Agrotown in Minsk Region, Belarus

Sinyawka (Note: Сіняўка; Синявка; Siniawka.) is an agrotown in Klyetsk District, Minsk Region, in south-central Belarus. It is located 20 km southeast of Baranavichy. In 2001, it had a population of 1,728.

==History==
The settlement is known from the 15th century as a part of the Kletsk principality. It was later a possession of the Hlebowicz and Radziwiłł noble families, administratively located in the Nowogródek County in the Nowogródek Voivodeship of the Polish–Lithuanian Commonwealth. It was located at the intersection of the Brześć–Moscow and Nieśwież–Pinsk routes.
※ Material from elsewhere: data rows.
//! `login`, `logout`, and `whoami` handlers.

use secrecy::SecretString;
use serde_json::json;

use rackview_core::DashboardController;

use crate::cli::{GlobalOpts, LoginArgs, OutputFormat};
use crate::commands::util;
use crate::error::CliError;
use crate::output;

pub async fn login(
    args: LoginArgs,
    controller: &mut DashboardController,
    global: &GlobalOpts,
) -> Result<(), CliError> {
    let username = match args.username {
        Some(u) => u,
        None => util::prompt_input("Username")?,
    };
    let password = SecretString::from(
        rpassword::prompt_password("Password: ").map_err(CliError::Io)?,
    );

    controller.login(&username, &password).await?;

    // login() only returns Ok with a session in place
    let Some(session) = controller.session() else {
        return Ok(());
    };
    output::print_output(
        &format!(
            "Signed in as {} ({}). {} server(s) in inventory.",
            session.username,
            session.role,
            controller.servers().len()
        ),
        global.quiet,
    );
    Ok(())
}

pub fn logout(controller: &mut DashboardController, global: &GlobalOpts) -> Result<(), CliError> {
    controller.logout()?;
    output::print_output("Signed out.", global.quiet);
    Ok(())
}

pub fn whoami(controller: &DashboardController, global: &GlobalOpts) -> Result<(), CliError> {
    let session = controller.session().ok_or(CliError::NotSignedIn)?;
    let rendered = match global.output {
        OutputFormat::Json => output::render_json(&json!({
            "username": session.username,
            "role": session.role,
        })),
        OutputFormat::Table | OutputFormat::Plain => {
            format!("{} ({})", session.username, session.role)
        }
    };
    output::print_output(&rendered, global.quiet);
    Ok(())
}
During the Polish–Soviet War, the town and train station were captured by the Polish 13th Wilno Uhlan Regiment on 14 March 1919. In the interbellum, Siniawka was divided into a town and village, both under the same name, administratively located in the Nieśwież County in the Nowogródek Voivodeship of Poland. According to the 1921 Polish census, the population of the town and village combined was 50.7% Polish, 38.9% Jewish and 10.3% Belarusian.

Following the invasion of Poland at the start of World War II in September 1939, it was first occupied by the Soviet Union until 1941, then by Nazi Germany until 1944. A few Jewish youths managed to flee Siniawka to the Soviet Union, and then the Germans established a Judenrat, banned the remaining Jews from leaving the settlement and established a ghetto. Some 600 Jews from Siniawka and some 130 Jews from Zaostrowiecze were eventually murdered by the Germans in two massacres in the fall of 1941 and summer of 1942. In 1944, the settlement was re-occupied by the Soviet Union, which eventually annexed it from Poland in 1945.

==Geography==
Sinyawka is located at the intersection of the highways to Klyetsk, Hantsavichy and Ivatsevichy. It is situated 17 km from Klyetsk and 144 km from the capital Minsk.

==Sources==
- "Сіняўка" (2002)
- Megargee, Geoffrey P. (2012). "The United States Holocaust Memorial Museum Encyclopedia of Camps and Ghettos 1933–1945. Volume II"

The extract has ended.